Los resultados revelan una paradoja tecnológica. Aunque los modelos actuales son excelentes resumiendo textos complejos, su precisión se desploma cuando se enfrentan a matices técnicos que requieren razonamiento lógico. Los investigadores de instituciones como la Universidad de Cornell y Google DeepMind comprobaron que las máquinas son capaces de conectar términos con una precisión asombrosa pero fallan cuando se les exige una comprensión profunda de los fenómenos experimentales. Esto sugiere que los algoritmos operan bajo una lógica estadística y no mediante una asimilación real de los conceptos científicos.
El estudiante que memoriza pero no comprende
Este fenómeno se conoce como la ausencia de un modelo de mundo. Mientras que un científico utiliza la literatura para construir una estructura mental de cómo funciona la materia, la IA se limita a predecir la secuencia de palabras más probable basándose en sus datos de entrenamiento. El estudio señala que el sistema se comporta como un estudiante que memoriza el temario pero es incapaz de aplicar la lógica en problemas nuevos, lo que deriva en errores críticos cuando se le pregunta por fronteras del conocimiento donde no existen respuestas estandarizadas.
La investigación también subraya la importancia de la supervisión experta. En dominios donde un error de interpretación puede arruinar años de trabajo de laboratorio, la tendencia de la IA a la simplificación excesiva o a las alucinaciones técnicas supone un riesgo real. Los autores recalcan que los investigadores humanos siguen siendo esenciales para validar la información y detectar los fallos técnicos de los algoritmos, especialmente en áreas donde la precisión matemática y física es innegociable.
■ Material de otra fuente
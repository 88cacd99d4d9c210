//! Eviction policy (spec §2 item 2, §4.2).
//!
//! LRU and LFU are two small, cheap-to-clone ordering keys plugged into one
//! shared [`engine::EvictionEngine`] — composition, not inheritance over a
//! shared base, per the spec's own design note (§9 "Polymorphism over
//! eviction policies").

pub mod engine;
pub mod lfu;
pub mod lru;

use crate::error::Result;
use async_trait::async_trait;

#[derive(Debug, Clone, Copy)]
pub struct EvictionConfig {
    pub cache_timeout_secs: u64,
    pub max_eviction: usize,
    pub high_threshold: f64,
    pub low_threshold: f64,
    /// Soft cap on total shadow-tree size in megabytes (spec §2, §6
    /// `max-size-mb`). `0` means unset — capacity is driven by
    /// `high_threshold`/`low_threshold` disk-usage percentages alone.
    pub max_size_mb: u64,
    pub policy_trace: bool,
}

impl Default for EvictionConfig {
    fn default() -> Self {
        EvictionConfig {
            cache_timeout_secs: 120,
            max_eviction: 5000,
            high_threshold: 80.0,
            low_threshold: 60.0,
            max_size_mb: 0,
            policy_trace: false,
        }
    }
}

/// The capability interface spec §4.2 describes. `mark_valid`/`is_cached`
/// are on the hot path and stay synchronous; `start`/`shutdown` own the
/// background tokio task and are naturally async.
#[async_trait]
pub trait EvictionPolicy: Send + Sync {
    async fn start(&self);
    async fn shutdown(&self);
    fn mark_valid(&self, local_path: &str);
    fn mark_invalidated(&self, local_path: &str);
    fn purge(&self, local_path: &str);
    fn is_cached(&self, local_path: &str) -> bool;
    fn update_config(&self, cfg: EvictionConfig);
}

/// Deletes a shadow file as part of eviction, skipping if its advisory lock
/// can't be obtained exclusively and non-blocking (I2). Implemented in
/// `engine.rs`; declared here so `lru`/`lfu` can refer to it without a
/// cyclic module dependency.
pub(crate) fn try_evict_file(local: &std::path::Path) -> Result<bool> {
    use crate::shadow::advisory;
    use std::fs::OpenOptions;

    let file = match OpenOptions::new().read(true).open(local) {
        Ok(f) => f,
        Err(e) if e.kind() == std::io::ErrorKind::NotFound => return Ok(true),
        Err(e) => return Err(e.into()),
    };
    if !advisory::try_lock_exclusive(&file)? {
        return Ok(false);
    }
    crate::shadow::remove_file(local)?;
    advisory::unlock(&file)?;
    Ok(true)
}
pub mod api;
pub mod config;

use std::any::Any;
use std::sync::Arc;

use axum::{
    extract::DefaultBodyLimit,
    http::{HeaderValue, Method},
    response::{IntoResponse, Response},
    routing::get,
    Router,
};
use bfhl_core::{AllowedOrigins, BfhlError, IdentityConfig};
use tower_http::{
    catch_panic::CatchPanicLayer,
    cors::{AllowOrigin, Any as AnyHeader, CorsLayer},
    trace::TraceLayer,
};

pub use crate::config::{Config, ServerConfig};

#[derive(Clone, Default)]
pub struct AppState {
    pub identity: Arc<IdentityConfig>,
}

impl AppState {
    pub fn new(identity: IdentityConfig) -> Self {
        Self {
            identity: Arc::new(identity),
        }
    }
}

/// Routes only, without middleware.
pub fn routes() -> Router<AppState> {
    Router::new()
        .route("/health", get(health_check))
        .nest("/api", api::routes())
}

/// Full application: routes, state and middleware stack.
pub fn app(state: AppState, server: &ServerConfig) -> Router {
    with_layers(routes().with_state(state), server)
}

/// Body limit, panic recovery, tracing and CORS.
pub fn with_layers(router: Router, server: &ServerConfig) -> Router {
    router
        .layer(DefaultBodyLimit::max(server.max_body_bytes))
        .layer(CatchPanicLayer::custom(handle_panic))
        .layer(TraceLayer::new_for_http())
        .layer(cors_layer(&server.cors_allowed_origins))
}

fn cors_layer(allowed_origins: &AllowedOrigins) -> CorsLayer {
    let origin = match allowed_origins {
        AllowedOrigins::Any => AllowOrigin::any(),
        // Entries were validated at load, so none are dropped here.
        AllowedOrigins::List(origins) => AllowOrigin::list(
            origins
                .iter()
                .filter_map(|origin| HeaderValue::from_str(origin).ok()),
        ),
    };

    CorsLayer::new()
        .allow_origin(origin)
        .allow_methods([Method::GET, Method::POST, Method::OPTIONS])
        .allow_headers(AnyHeader)
}

async fn health_check() -> &'static str {
    "OK"
}

/// A panic while handling a request still answers with the fixed
/// internal-error envelope.
fn handle_panic(payload: Box<dyn Any + Send + 'static>) -> Response {
    BfhlError::from_panic(payload).into_response()
}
El factor humano frente al algoritmo
La conclusión del equipo es una cura de humildad para la narrativa del reemplazo tecnológico inminente. Aunque la IA es una herramienta poderosa para la exploración de la literatura científica, todavía está lejos de poseer la intuición necesaria para el descubrimiento de vanguardia. Al final, el conocimiento científico requiere una capacidad de abstracción y rigor que sigue siendo exclusivamente humana, recordándonos que el procesamiento de datos no equivale al entendimiento de la realidad.
Este estudio complementa hallazgos previos sobre la tendencia de la IA a la adulación de las opiniones del usuario. Si la máquina no solo intenta agradar, sino que además no comprende las reglas del mundo físico, su papel en la ciencia debe ser el de un asistente avanzado y nunca el de un juez final. La ciencia nos dice que, por ahora, el bolígrafo con el que se escriben las leyes del universo sigue estando en manos de los expertos.